DIRECTIONS FOR THIS TASK: Check each line below for the word "crate", and copy those that have it.

TASK MATERIAL:

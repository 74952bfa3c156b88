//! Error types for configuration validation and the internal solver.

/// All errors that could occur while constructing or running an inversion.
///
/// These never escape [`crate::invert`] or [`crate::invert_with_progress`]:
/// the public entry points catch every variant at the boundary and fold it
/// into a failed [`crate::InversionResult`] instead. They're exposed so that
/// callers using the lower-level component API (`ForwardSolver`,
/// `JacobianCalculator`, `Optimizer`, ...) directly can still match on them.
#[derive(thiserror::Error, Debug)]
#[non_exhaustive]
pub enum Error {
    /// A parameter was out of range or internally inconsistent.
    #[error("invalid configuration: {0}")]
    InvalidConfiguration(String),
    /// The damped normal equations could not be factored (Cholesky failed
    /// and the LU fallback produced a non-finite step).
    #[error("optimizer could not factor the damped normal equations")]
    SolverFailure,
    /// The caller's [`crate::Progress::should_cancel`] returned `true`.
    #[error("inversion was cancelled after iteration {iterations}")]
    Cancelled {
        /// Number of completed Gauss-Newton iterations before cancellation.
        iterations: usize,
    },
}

---

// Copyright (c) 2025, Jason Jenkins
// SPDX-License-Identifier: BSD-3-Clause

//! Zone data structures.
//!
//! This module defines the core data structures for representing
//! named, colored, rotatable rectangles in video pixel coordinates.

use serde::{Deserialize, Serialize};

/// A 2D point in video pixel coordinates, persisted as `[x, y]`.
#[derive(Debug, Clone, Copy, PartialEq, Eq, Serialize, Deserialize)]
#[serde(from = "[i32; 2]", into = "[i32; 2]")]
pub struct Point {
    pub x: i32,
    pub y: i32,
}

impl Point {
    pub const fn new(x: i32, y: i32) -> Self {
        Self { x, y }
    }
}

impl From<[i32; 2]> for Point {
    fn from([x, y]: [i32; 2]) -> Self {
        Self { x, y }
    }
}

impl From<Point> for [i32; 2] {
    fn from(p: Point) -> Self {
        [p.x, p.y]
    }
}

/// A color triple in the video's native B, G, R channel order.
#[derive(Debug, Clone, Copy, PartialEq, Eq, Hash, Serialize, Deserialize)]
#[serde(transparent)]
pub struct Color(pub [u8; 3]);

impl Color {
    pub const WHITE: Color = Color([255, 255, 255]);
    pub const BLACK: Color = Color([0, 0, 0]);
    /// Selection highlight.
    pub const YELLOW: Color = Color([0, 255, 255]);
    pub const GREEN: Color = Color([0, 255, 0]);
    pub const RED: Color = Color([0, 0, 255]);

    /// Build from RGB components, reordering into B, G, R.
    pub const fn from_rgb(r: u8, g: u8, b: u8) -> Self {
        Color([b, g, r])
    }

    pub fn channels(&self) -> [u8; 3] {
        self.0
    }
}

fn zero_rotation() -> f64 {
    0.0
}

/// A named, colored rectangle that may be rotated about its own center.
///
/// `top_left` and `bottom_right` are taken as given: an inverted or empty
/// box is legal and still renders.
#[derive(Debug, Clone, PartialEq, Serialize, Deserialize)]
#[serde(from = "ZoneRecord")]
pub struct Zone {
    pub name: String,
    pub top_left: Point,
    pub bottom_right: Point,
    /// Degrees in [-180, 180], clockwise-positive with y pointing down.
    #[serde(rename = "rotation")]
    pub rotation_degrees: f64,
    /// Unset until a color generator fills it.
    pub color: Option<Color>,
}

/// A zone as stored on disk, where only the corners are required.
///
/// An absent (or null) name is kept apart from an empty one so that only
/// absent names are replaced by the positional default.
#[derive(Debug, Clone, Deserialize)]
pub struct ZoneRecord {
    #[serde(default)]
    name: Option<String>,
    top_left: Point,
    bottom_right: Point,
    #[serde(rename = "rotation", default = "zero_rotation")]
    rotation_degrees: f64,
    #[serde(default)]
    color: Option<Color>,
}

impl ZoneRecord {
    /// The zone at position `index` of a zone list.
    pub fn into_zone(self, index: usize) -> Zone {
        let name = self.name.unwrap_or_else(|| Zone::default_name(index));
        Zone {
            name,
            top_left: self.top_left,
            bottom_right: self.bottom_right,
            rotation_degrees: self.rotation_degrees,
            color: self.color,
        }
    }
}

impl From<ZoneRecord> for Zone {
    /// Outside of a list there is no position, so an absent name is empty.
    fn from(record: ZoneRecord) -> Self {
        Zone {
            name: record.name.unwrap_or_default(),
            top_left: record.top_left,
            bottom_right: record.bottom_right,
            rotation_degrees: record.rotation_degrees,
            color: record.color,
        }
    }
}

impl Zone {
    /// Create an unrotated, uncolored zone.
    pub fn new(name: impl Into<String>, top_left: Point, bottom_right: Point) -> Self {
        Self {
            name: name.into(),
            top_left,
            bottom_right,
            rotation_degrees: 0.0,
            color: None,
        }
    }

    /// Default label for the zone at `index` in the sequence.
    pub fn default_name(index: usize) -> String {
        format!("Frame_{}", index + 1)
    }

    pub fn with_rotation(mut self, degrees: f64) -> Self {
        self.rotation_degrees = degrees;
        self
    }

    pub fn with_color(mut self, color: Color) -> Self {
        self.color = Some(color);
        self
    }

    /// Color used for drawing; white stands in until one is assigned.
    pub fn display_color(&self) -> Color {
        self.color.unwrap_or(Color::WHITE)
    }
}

SOLUTION FOR THIS TASK:
/// These never escape [`crate::invert`] or [`crate::invert_with_progress`]:
/// into a failed [`crate::InversionResult`] instead. They're exposed so that
    /// The caller's [`crate::Progress::should_cancel`] returned `true`.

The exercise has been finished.